Le mercure a atteint 29,5° à Châteauroux le 14 octobre, battant un record de 1930. Paris a enregistré 27,2° le 13 octobre - une première depuis 1921 - et a connu sept jours consécutifs à plus de 25°. "Du jamais vu" à cette période de l'année, résume Frédéric Nathan.
Les responsables : un anticyclone et des dépressions atlantiques qui détournent le mauvais temps vers le nord des îles Britanniques ou vers la Méditerranée, avec pour conséquence des orages accompagnés de pluies torrentielles qui ont fait 14 morts dans l'Aude.
"Ça va rester anticyclonique, on attend très peu de pluie" sur les sept prochains jours, même si les températures devraient revenir à la normale en début de semaine, autour de 15-16° et 18-19° pour le pourtour méditerranéen, indique le prévisionniste.
L'année 2018 est partie pour s'inscrire comme une des années les plus chaudes. L'année est déjà la plus chaude sur les neuf premiers mois depuis le début des relevés en 1900. Pour l'instant, 2014 est en tête du classement en termes d'année pleine, devant 2011 et 2015.
Terrasses pleines
Les Parisiens ont profité du beau temps. "Les terrasses sont pleines, la journée comme le soir, c'est inespéré pour la saison", témoigne Roland Héguy, président de l'Umih, principale organisation représentant les hôtels, cafés et restaurants, rappelant qu'une terrasse, "pour un restaurateur ou un cafetier, apporte en moyenne 30% de chiffre d'affaires en plus".
Sur la côte atlantique, les beaux jours font les délices du secteur du tourisme, de la Bretagne aux Sables-d'Olonne en passant par Noirmoutier. Le beau temps en septembre et octobre a favorisé une clientèle "excursionniste" venue la journée ou le week-end, explique François Riou, directeur de l'office de tourisme des Sables-d'Olonne.

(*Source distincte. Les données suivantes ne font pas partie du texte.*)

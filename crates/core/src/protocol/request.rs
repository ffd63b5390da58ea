use crate::error::{CastError, ParseErrorKind};

/// Protocol version written on every outbound message.
pub const RTSP_VERSION: &str = "RTSP/1.0";

/// A negotiation request (RTSP request syntax).
///
/// ```text
/// Method SP Request-URI SP RTSP-Version CRLF
/// *(Header: Value CRLF)
/// CRLF
/// [body]
/// ```
///
/// Header lookup is case-insensitive. The body, when present, is sized by
/// `Content-Length`.
#[derive(Debug, Clone)]
#[must_use]
pub struct RtspRequest {
    /// Method (OPTIONS, SETUP, PLAY, PAUSE, TEARDOWN, GET_PARAMETER, SET_PARAMETER).
    pub method: String,
    /// Request-URI (e.g. `rtsp://192.168.3.4/cast` or `*`).
    pub uri: String,
    /// Protocol version (expected: `RTSP/1.0`).
    pub version: String,
    /// Headers as ordered (name, value) pairs. Names are stored as-received;
    /// lookups via [`get_header`](Self::get_header) are case-insensitive.
    pub headers: Vec<(String, String)>,
    pub body: Option<String>,
}

impl RtspRequest {
    pub fn new(method: &str, uri: &str) -> Self {
        RtspRequest {
            method: method.to_string(),
            uri: uri.to_string(),
            version: RTSP_VERSION.to_string(),
            headers: Vec::new(),
            body: None,
        }
    }

    pub fn add_header(mut self, name: &str, value: &str) -> Self {
        self.headers.push((name.to_string(), value.to_string()));
        self
    }

    pub fn with_body(mut self, body: String) -> Self {
        self.body = Some(body);
        self
    }

    /// Parse a request from its text representation.
    ///
    /// Expects a complete request: request line, headers, blank line and
    /// `Content-Length` bytes of body if that header is present.
    pub fn parse(raw: &str) -> crate::error::Result<Self> {
        let (head, body) = split_head(raw);
        let mut lines = head.lines();

        let request_line = lines.next().filter(|l| !l.trim().is_empty()).ok_or(
            CastError::Parse {
                kind: ParseErrorKind::EmptyMessage,
            },
        )?;

        let parts: Vec<&str> = request_line.split_whitespace().collect();

        if parts.len() != 3 {
            return Err(CastError::Parse {
                kind: ParseErrorKind::InvalidRequestLine,
            });
        }

        let method = parts[0].to_string();
        let uri = parts[1].to_string();
        let version = parts[2].to_string();

        if version != RTSP_VERSION {
            tracing::warn!(version, "peer sent non-RTSP/1.0 version");
        }

        let headers = parse_headers(lines)?;
        let body = take_body(&headers, body);

        Ok(RtspRequest {
            method,
            uri,
            version,
            headers,
            body,
        })
    }

    /// Look up a header value by name (case-insensitive).
    pub fn get_header(&self, name: &str) -> Option<&str> {
        find_header(&self.headers, name)
    }

    /// Returns the CSeq header value, which numbers and orders
    /// request/response pairs. Responses must echo it.
    pub fn cseq(&self) -> Option<&str> {
        self.get_header("CSeq")
    }

    /// Serialize to the text wire format, appending `Content-Length` when a
    /// body is present.
    pub fn serialize(&self) -> String {
        let mut request = format!("{} {} {}\r\n", self.method, self.uri, self.version);
        write_headers_and_body(&mut request, &self.headers, self.body.as_deref());
        request
    }
}

/// Splits a raw message at the first blank line into (head, remainder).
pub(crate) fn split_head(raw: &str) -> (&str, &str) {
    if let Some(pos) = raw.find("\r\n\r\n") {
        (&raw[..pos], &raw[pos + 4..])
    } else if let Some(pos) = raw.find("\n\n") {
        (&raw[..pos], &raw[pos + 2..])
    } else {
        (raw, "")
    }
}

pub(crate) fn parse_headers<'a>(
    lines: impl Iterator<Item = &'a str>,
) -> crate::error::Result<Vec<(String, String)>> {
    let mut headers = Vec::new();

    for line in lines {
        if line.is_empty() {
            break;
        }

        let colon_pos = line.find(':').ok_or(CastError::Parse {
            kind: ParseErrorKind::InvalidHeader,
        })?;

        let name = line[..colon_pos].trim().to_string();
        let value = line[colon_pos + 1..].trim().to_string();

        headers.push((name, value));
    }

    Ok(headers)
}

pub(crate) fn find_header<'a>(headers: &'a [(String, String)], name: &str) -> Option<&'a str> {
    headers
        .iter()
        .find(|(key, _)| key.eq_ignore_ascii_case(name))
        .map(|(_, value)| value.as_str())
}

/// Returns the body limited to `Content-Length` bytes, or `None` when the
/// header is absent or zero.
pub(crate) fn take_body(headers: &[(String, String)], rest: &str) -> Option<String> {
    let len = find_header(headers, "Content-Length")?.parse::<usize>().ok()?;
    if len == 0 {
        return None;
    }
    let end = len.min(rest.len());
    match rest.get(..end) {
        Some(body) => Some(body.to_string()),
        None => {
            tracing::warn!(len, "Content-Length splits a UTF-8 sequence, keeping full body");
            Some(rest.to_string())
        }
    }
}

pub(crate) fn write_headers_and_body(
    out: &mut String,
    headers: &[(String, String)],
    body: Option<&str>,
) {
    for (name, value) in headers {
        out.push_str(&format!("{}: {}\r\n", name, value));
    }

    if let Some(body) = body {
        out.push_str(&format!("Content-Length: {}\r\n", body.len()));
        out.push_str("\r\n");
        out.push_str(body);
    } else {
        out.push_str("\r\n");
    }
}
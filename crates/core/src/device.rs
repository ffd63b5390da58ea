use std::collections::HashMap;
use std::fmt;
use std::sync::Arc;

use parking_lot::{Mutex, RwLock};

use crate::channel::{DeviceSnapshot, LinkType};
use crate::error::{CastError, Result};
use crate::protocol::MediaPort;

/// A peer device as known to the session.
#[derive(Debug, Clone, Default, PartialEq, Eq)]
pub struct RemoteDevice {
    pub device_id: String,
    pub device_name: String,
    pub ip_address: String,
    pub link_type: LinkType,
    /// Peer's negotiation port; set from consult data on the sink side.
    pub rtsp_port: u16,
    pub media_port: MediaPort,
    pub rc_port: u16,
    /// Base64 session key shared with the peer.
    pub session_key: String,
    /// Assigned once per connection attempt.
    pub session_id: Option<u32>,
}

impl RemoteDevice {
    pub fn new(device_id: &str, ip_address: &str, link_type: LinkType) -> Self {
        RemoteDevice {
            device_id: device_id.to_string(),
            ip_address: ip_address.to_string(),
            link_type,
            ..Default::default()
        }
    }

    pub fn snapshot(&self, port: u16) -> DeviceSnapshot {
        DeviceSnapshot {
            device_id: self.device_id.clone(),
            ip_address: self.ip_address.clone(),
            port,
        }
    }
}

/// Per-device connection state reported to session listeners.
#[derive(Debug, Clone, Copy, PartialEq, Eq, Hash)]
pub enum DeviceState {
    Disconnected,
    Connecting,
    Connected,
    Playing,
    Paused,
    Disconnecting,
    Stream,
    Authing,
}

impl DeviceState {
    pub fn as_str(self) -> &'static str {
        match self {
            Self::Disconnected => "disconnected",
            Self::Connecting => "connecting",
            Self::Connected => "connected",
            Self::Playing => "playing",
            Self::Paused => "paused",
            Self::Disconnecting => "disconnecting",
            Self::Stream => "stream",
            Self::Authing => "authing",
        }
    }
}

impl fmt::Display for DeviceState {
    fn fmt(&self, f: &mut fmt::Formatter<'_>) -> fmt::Result {
        f.write_str(self.as_str())
    }
}

#[derive(Debug, Clone, PartialEq, Eq)]
pub struct RemoteDeviceInfo {
    pub device: RemoteDevice,
    pub state: DeviceState,
}

/// Device lookup and trust, supplied by the embedding application.
pub trait DeviceManager: Send + Sync {
    fn get_device(&self, device_id: &str) -> Option<RemoteDevice>;
    fn is_trusted(&self, device_id: &str) -> bool;
    fn is_double_frame_supported(&self, device_id: &str) -> bool;
}

#[derive(Debug, Clone)]
struct DeviceEntry {
    device: RemoteDevice,
    trusted: bool,
    double_frame: bool,
}

/// In-memory [`DeviceManager`].
///
/// Cheap to clone; clones share the same devices.
#[derive(Clone, Default)]
pub struct DeviceRegistry {
    devices: Arc<RwLock<HashMap<String, DeviceEntry>>>,
}

impl DeviceRegistry {
    pub fn new() -> Self {
        Self::default()
    }

    /// Add or replace a device.
    pub fn add(&self, device: RemoteDevice, trusted: bool) {
        tracing::debug!(device_id = %device.device_id, trusted, "device registered");
        self.devices.write().insert(
            device.device_id.clone(),
            DeviceEntry {
                device,
                trusted,
                double_frame: false,
            },
        );
    }

    pub fn set_trusted(&self, device_id: &str, trusted: bool) -> Result<()> {
        self.update(device_id, |entry| entry.trusted = trusted)
    }

    pub fn set_double_frame(&self, device_id: &str, supported: bool) -> Result<()> {
        self.update(device_id, |entry| entry.double_frame = supported)
    }

    pub fn remove(&self, device_id: &str) -> Option<RemoteDevice> {
        self.devices.write().remove(device_id).map(|e| e.device)
    }

    fn update(&self, device_id: &str, f: impl FnOnce(&mut DeviceEntry)) -> Result<()> {
        let mut devices = self.devices.write();
        let entry = devices
            .get_mut(device_id)
            .ok_or_else(|| CastError::DeviceNotFound(device_id.to_string()))?;
        f(entry);
        Ok(())
    }
}

impl DeviceManager for DeviceRegistry {
    fn get_device(&self, device_id: &str) -> Option<RemoteDevice> {
        self.devices.read().get(device_id).map(|e| e.device.clone())
    }

    fn is_trusted(&self, device_id: &str) -> bool {
        self.devices.read().get(device_id).is_some_and(|e| e.trusted)
    }

    fn is_double_frame_supported(&self, device_id: &str) -> bool {
        self.devices
            .read()
            .get(device_id)
            .is_some_and(|e| e.double_frame)
    }
}

/// Devices taking part in one session, behind the device-list lock.
#[derive(Default)]
pub struct DeviceList {
    devices: Mutex<Vec<RemoteDeviceInfo>>,
}

impl DeviceList {
    pub fn new() -> Self {
        Self::default()
    }

    pub fn insert(&self, device: RemoteDevice, state: DeviceState) -> Result<()> {
        let mut devices = self.devices.lock();
        if devices.iter().any(|d| d.device.device_id == device.device_id) {
            return Err(CastError::DeviceExists(device.device_id));
        }
        devices.push(RemoteDeviceInfo { device, state });
        Ok(())
    }

    pub fn get(&self, device_id: &str) -> Option<RemoteDeviceInfo> {
        self.devices
            .lock()
            .iter()
            .find(|d| d.device.device_id == device_id)
            .cloned()
    }

    /// First device in the session, if any.
    pub fn first(&self) -> Option<RemoteDeviceInfo> {
        self.devices.lock().first().cloned()
    }

    pub fn contains(&self, device_id: &str) -> bool {
        self.get(device_id).is_some()
    }

    pub fn ids(&self) -> Vec<String> {
        self.devices
            .lock()
            .iter()
            .map(|d| d.device.device_id.clone())
            .collect()
    }

    pub fn len(&self) -> usize {
        self.devices.lock().len()
    }

    pub fn is_empty(&self) -> bool {
        self.devices.lock().is_empty()
    }

    /// Set the state of `device_id`. Returns false when absent.
    pub fn set_state(&self, device_id: &str, state: DeviceState) -> bool {
        self.update(device_id, |d| d.state = state)
    }

    /// Apply `f` to the entry for `device_id`. Returns false when absent.
    pub fn update(&self, device_id: &str, f: impl FnOnce(&mut RemoteDeviceInfo)) -> bool {
        let mut devices = self.devices.lock();
        match devices.iter_mut().find(|d| d.device.device_id == device_id) {
            Some(entry) => {
                f(entry);
                true
            }
            None => false,
        }
    }

    /// Record the session id for this connection attempt. A second
    /// assignment is refused and logged.
    pub fn assign_session_id(&self, device_id: &str, session_id: u32) -> bool {
        let mut assigned = false;
        self.update(device_id, |d| {
            if d.device.session_id.is_none() {
                d.device.session_id = Some(session_id);
                assigned = true;
            }
        });
        if !assigned {
            tracing::warn!(device_id, session_id, "session id already assigned");
        }
        assigned
    }

    pub fn remove(&self, device_id: &str) -> Option<RemoteDeviceInfo> {
        let mut devices = self.devices.lock();
        let pos = devices
            .iter()
            .position(|d| d.device.device_id == device_id)?;
        Some(devices.remove(pos))
    }

    /// Remove every device and return the removed ids.
    pub fn clear(&self) -> Vec<String> {
        std::mem::take(&mut *self.devices.lock())
            .into_iter()
            .map(|d| d.device.device_id)
            .collect()
    }
}

#[cfg(test)]
mod tests {
    use super::*;

    #[test]
    fn registry_reports_trust_and_double_frame() {
        let registry = DeviceRegistry::new();
        registry.add(RemoteDevice::new("tv", "10.0.0.2", LinkType::Tcp), false);

        assert!(!registry.is_trusted("tv"));
        registry.set_trusted("tv", true).unwrap();
        registry.set_double_frame("tv", true).unwrap();
        assert!(registry.is_trusted("tv"));
        assert!(registry.is_double_frame_supported("tv"));

        assert!(registry.get_device("phone").is_none());
        assert!(matches!(
            registry.set_trusted("phone", true),
            Err(CastError::DeviceNotFound(_))
        ));
    }

    #[test]
    fn device_list_rejects_duplicates() {
        let list = DeviceList::new();
        let device = RemoteDevice::new("tv", "", LinkType::Tcp);
        list.insert(device.clone(), DeviceState::Connecting).unwrap();
        assert!(matches!(
            list.insert(device, DeviceState::Connecting),
            Err(CastError::DeviceExists(id)) if id == "tv"
        ));
        assert_eq!(list.len(), 1);
    }

    #[test]
    fn session_id_is_assigned_once() {
        let list = DeviceList::new();
        list.insert(RemoteDevice::new("tv", "", LinkType::Tcp), DeviceState::Connecting)
            .unwrap();

        assert!(list.assign_session_id("tv", 7));
        assert!(!list.assign_session_id("tv", 8));
        assert_eq!(list.get("tv").unwrap().device.session_id, Some(7));
        assert!(!list.assign_session_id("phone", 9));
    }

    #[test]
    fn clear_returns_removed_ids() {
        let list = DeviceList::new();
        list.insert(RemoteDevice::new("a", "", LinkType::Tcp), DeviceState::Connected)
            .unwrap();
        list.insert(RemoteDevice::new("b", "", LinkType::Tcp), DeviceState::Connected)
            .unwrap();
        assert_eq!(list.clear(), vec!["a", "b"]);
        assert!(list.is_empty());
    }
}
/// Split a parameter body into (key, value) pairs.
pub fn parameter_lines(body: &str) -> Result<Vec<(&str, &str)>> {
    body.lines()
        .map(str::trim)
        .filter(|l| !l.is_empty())
        .map(|line| {
            line.split_once(':')
                .map(|(k, v)| (k.trim(), v.trim()))
                .ok_or_else(|| invalid(line))
        })
        .collect()
}

fn fields<const N: usize>(value: &str) -> Result<[&str; N]> {
    let parts: Vec<&str> = value.split(',').map(str::trim).collect();
    parts.try_into().map_err(|_| invalid(value))
}

fn parse_num<T: FromStr>(value: &str) -> Result<T> {
    value.trim().parse().map_err(|_| invalid(value))
}

fn invalid(value: &str) -> CastError {
    CastError::Parse {
        kind: ParseErrorKind::InvalidParameter(value.to_string()),
    }
}

#[cfg(test)]
mod tests {
    use super::*;

    fn features(list: &[u32]) -> FeatureSet {
        list.iter().copied().collect()
    }

    #[test]
    fn packed_port_layout_is_video_high_audio_low() {
        let port = MediaPort {
            video: 0x1F90,
            audio: 0x1F91,
        };
        let packed = pack_media_port(port);
        assert_eq!(packed, 0x1F90_1F91);
        assert_eq!(get_media_port(LinkType::SoftBus, true, packed), port);
    }

    #[test]
    fn packed_port_round_trip_extremes() {
        for (video, audio) in [(0u16, 0u16), (u16::MAX, 0), (0, u16::MAX), (u16::MAX, u16::MAX)] {
            let port = MediaPort { video, audio };
            assert_eq!(
                get_media_port(LinkType::SoftBus, true, pack_media_port(port)),
                port
            );
        }
    }

    #[test]
    fn unsplit_softbus_port_is_shared() {
        let port = get_media_port(LinkType::SoftBus, false, 7000);
        assert_eq!(port, MediaPort { video: 7000, audio: 7000 });
    }

    #[test]
    fn feature_intersection_is_commutative_and_idempotent() {
        let local = features(&[1, 2, 3, 5]);
        let peer = features(&[2, 3, 4]);
        let negotiated = local.intersect(&peer);
        assert_eq!(negotiated, peer.intersect(&local));
        assert_eq!(negotiated.intersect(&peer), negotiated);
        assert_eq!(negotiated, features(&[2, 3]));
    }

    #[test]
    fn feature_set_text_form() {
        let set: FeatureSet = " 5, 1 ,3".parse().unwrap();
        assert_eq!(set.to_string(), "1,3,5");
        assert!("".parse::<FeatureSet>().unwrap().is_empty());
        assert!("1,x".parse::<FeatureSet>().is_err());
    }

    #[test]
    fn softbus_encoding_packs_ports_when_split() {
        let info = ParamInfo {
            vtp_support: VtpSupport::SplitPort,
            media_port: MediaPort {
                video: 6001,
                audio: 6002,
            },
            features: features(&[feature::REMOTE_CONTROL]),
            ..Default::default()
        };
        let body = info.encode(LinkType::SoftBus);
        assert!(body.contains(&format!("cast_media_port: {}", (6001u32 << 16) | 6002)));
        assert!(!body.contains("cast_video_port"));

        let decoded = ParamInfo::decode(&body, LinkType::SoftBus).unwrap();
        assert_eq!(decoded.media_port, info.media_port);
        assert_eq!(decoded.features, info.features);
    }

    #[test]
    fn tcp_encoding_keeps_ports_independent() {
        let info = ParamInfo {
            media_port: MediaPort {
                video: 40000,
                audio: 40002,
            },
            rc_port: 40004,
            projection_mode: CastMode::Stream,
            player_capability: "{\"hdr\":true}".to_string(),
            ..Default::default()
        };
        let decoded = ParamInfo::decode(&info.encode(LinkType::Tcp), LinkType::Tcp).unwrap();
        assert_eq!(decoded, info);
    }

    #[test]
    fn decode_requires_version_and_mode() {
        let err = ParamInfo::decode("cast_projection_mode: mirror\r\n", LinkType::Tcp).unwrap_err();
        assert!(matches!(
            err,
            CastError::Parse {
                kind: ParseErrorKind::MissingParameter("cast_version")
            }
        ));
        let err = ParamInfo::decode("cast_version: 2\r\n", LinkType::Tcp).unwrap_err();
        assert!(matches!(
            err,
            CastError::Parse {
                kind: ParseErrorKind::MissingParameter("cast_projection_mode")
            }
        ));
    }

    #[test]
    fn decode_rejects_malformed_lines() {
        assert!(ParamInfo::decode("cast_version 2", LinkType::Tcp).is_err());
        assert!(
            ParamInfo::decode(
                "cast_version: 2\r\ncast_projection_mode: mirror\r\ncast_window: 10",
                LinkType::Tcp
            )
            .is_err()
        );
    }
}
//! In-process link between two sessions.
//!
//! One [`MemoryConnection`] plays the role of the network: register the same
//! instance in both sessions' [`ConnectionRegistry`](super::ConnectionRegistry)
//! and a Sender-role `start_listen` on one side is paired with the
//! Receiver-role `start_connection` on the other by port number. Data is
//! delivered synchronously on the sending thread.

use std::collections::{HashMap, VecDeque};
use std::io;
use std::sync::atomic::{AtomicBool, Ordering};
use std::sync::{Arc, Weak};

use parking_lot::Mutex;

use crate::channel::{Channel, ChannelListener, ChannelRequest, Connection, ConnectionListener};
use crate::error::Result;

const MEMORY_PORT_MIN: u16 = 6000;

/// Reason reported when nothing listens on the requested port.
pub const CONNECT_REFUSED: i32 = -111;

struct Listening {
    request: ChannelRequest,
    listener: Arc<dyn ConnectionListener>,
}

#[derive(Default)]
struct Hub {
    listening: HashMap<u16, Listening>,
    next_port: u16,
}

/// In-process [`Connection`] pairing listeners and connectors by port.
#[derive(Default)]
pub struct MemoryConnection {
    hub: Mutex<Hub>,
}

impl MemoryConnection {
    pub fn new() -> Self {
        Self::default()
    }

    fn allocate_port(hub: &mut Hub) -> u16 {
        loop {
            if hub.next_port < MEMORY_PORT_MIN {
                hub.next_port = MEMORY_PORT_MIN;
            }
            let port = hub.next_port;
            hub.next_port = hub.next_port.wrapping_add(1);
            if !hub.listening.contains_key(&port) {
                return port;
            }
        }
    }
}

impl Connection for MemoryConnection {
    fn start_connection(
        &self,
        request: &ChannelRequest,
        listener: Arc<dyn ConnectionListener>,
    ) -> Result<()> {
        let port = request.remote_device.port;
        let peer = self.hub.lock().listening.remove(&port);
        let Some(peer) = peer else {
            tracing::warn!(port, module = ?request.module_type, "nothing listening on memory port");
            listener.on_connection_connect_failed(request, CONNECT_REFUSED);
            return Ok(());
        };

        let accepted = MemoryChannel::new(peer.request, port, peer.listener.clone());
        let connected = MemoryChannel::new(request.clone(), 0, listener.clone());
        *accepted.peer.lock() = Arc::downgrade(&connected);
        *connected.peer.lock() = Arc::downgrade(&accepted);

        tracing::debug!(port, module = ?request.module_type, "memory link paired");
        peer.listener.on_connection_opened(accepted);
        listener.on_connection_opened(connected);
        Ok(())
    }

    fn start_listen(
        &self,
        request: &ChannelRequest,
        listener: Arc<dyn ConnectionListener>,
    ) -> Result<u16> {
        let mut hub = self.hub.lock();
        let port = Self::allocate_port(&mut hub);
        hub.listening.insert(
            port,
            Listening {
                request: request.clone(),
                listener,
            },
        );
        Ok(port)
    }

    fn close_connection(&self, request: &ChannelRequest) {
        self.hub.lock().listening.retain(|_, l| {
            !(l.request.connection_id == request.connection_id && same_owner(&l.request, request))
        });
    }
}

fn same_owner(a: &ChannelRequest, b: &ChannelRequest) -> bool {
    a.module_type == b.module_type && a.local_device == b.local_device
}

#[derive(Default)]
struct Inbox {
    listener: Option<Arc<dyn ChannelListener>>,
    pending: VecDeque<Vec<u8>>,
}

/// One end of a memory link.
struct MemoryChannel {
    request: ChannelRequest,
    port: u16,
    peer: Mutex<Weak<MemoryChannel>>,
    inbox: Mutex<Inbox>,
    /// Serializes delivery so buffered data keeps its order.
    delivery: Mutex<()>,
    conn_listener: Arc<dyn ConnectionListener>,
    closed: AtomicBool,
    self_ref: Weak<MemoryChannel>,
}

impl MemoryChannel {
    fn new(
        request: ChannelRequest,
        port: u16,
        conn_listener: Arc<dyn ConnectionListener>,
    ) -> Arc<Self> {
        Arc::new_cyclic(|self_ref| MemoryChannel {
            request,
            port,
            peer: Mutex::new(Weak::new()),
            inbox: Mutex::new(Inbox::default()),
            delivery: Mutex::new(()),
            conn_listener,
            closed: AtomicBool::new(false),
            self_ref: self_ref.clone(),
        })
    }

    fn deliver(&self, data: &[u8]) {
        let _order = self.delivery.lock();
        let listener = {
            let mut inbox = self.inbox.lock();
            match inbox.listener.clone() {
                Some(listener) => listener,
                None => {
                    inbox.pending.push_back(data.to_vec());
                    return;
                }
            }
        };
        listener.on_data(&self.request, data);
    }

    fn on_peer_closed(&self) {
        if self.closed.swap(true, Ordering::SeqCst) {
            return;
        }
        if let Some(this) = self.self_ref.upgrade() {
            self.conn_listener.on_connection_closed(this);
        }
    }
}

impl Channel for MemoryChannel {
    fn request(&self) -> &ChannelRequest {
        &self.request
    }

    fn local_port(&self) -> u16 {
        self.port
    }

    fn send(&self, data: &[u8]) -> Result<()> {
        if self.closed.load(Ordering::SeqCst) {
            return Err(io::Error::from(io::ErrorKind::NotConnected).into());
        }
        let peer = self.peer.lock().upgrade();
        match peer {
            Some(peer) if !peer.closed.load(Ordering::SeqCst) => {
                peer.deliver(data);
                Ok(())
            }
            _ => Err(io::Error::from(io::ErrorKind::BrokenPipe).into()),
        }
    }

    fn set_listener(&self, listener: Arc<dyn ChannelListener>) {
        let _order = self.delivery.lock();
        let pending = {
            let mut inbox = self.inbox.lock();
            inbox.listener = Some(listener.clone());
            std::mem::take(&mut inbox.pending)
        };
        for data in pending {
            listener.on_data(&self.request, &data);
        }
    }

    fn close(&self) {
        if self.closed.swap(true, Ordering::SeqCst) {
            return;
        }
        let peer = std::mem::take(&mut *self.peer.lock()).upgrade();
        if let Some(peer) = peer {
            peer.on_peer_closed();
        }
    }
}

La situation désole en revanche agriculteurs et éleveurs. "La sécheresse de 2018 restera dans les annales", assure Luc Smessaert, vice-président de la FNSEA et exploitant dans les Hauts-de-France. En 1976, année de sécheresse historique, "septembre avait sauvé l'élevage. Cette année le mois a été sec partout."
Les éleveurs nourrissent leurs bêtes avec de la paille et du foin, comme en hiver, certains vendent des animaux "avec un à trois mois d'avance, ce qui se ressent sur l'état d'engraissement", avec pour conséquence une baisse des prix.
Dans les champs, "on sème du blé dans de la poussière", se désole Brice Guyau, président de la FDSEA de Vendée.
Dérèglement climatique ?
Faut-il y voir la concrétisation du dérèglement climatique ? "Un mois particulièrement chaud ne sera jamais le signe du réchauffement", rappelle Samuel Somot, chercheur au Centre national de recherches météorologiques (CNRM).
Pour autant, la tendance est bien là concernant les températures. Une canicule exceptionnelle comme celle de 2003, avec 15.000 décès, pourrait devenir courante, avertit le chercheur. En parallèle, "on s'attend à une hausse des précipitations en hiver, plus marquée au Nord et une diminution en été, plus marquée au Sud" après 2050.
Des tendances encore difficiles à détecter car la pluviométrie reste très variable d'une année à l'autre.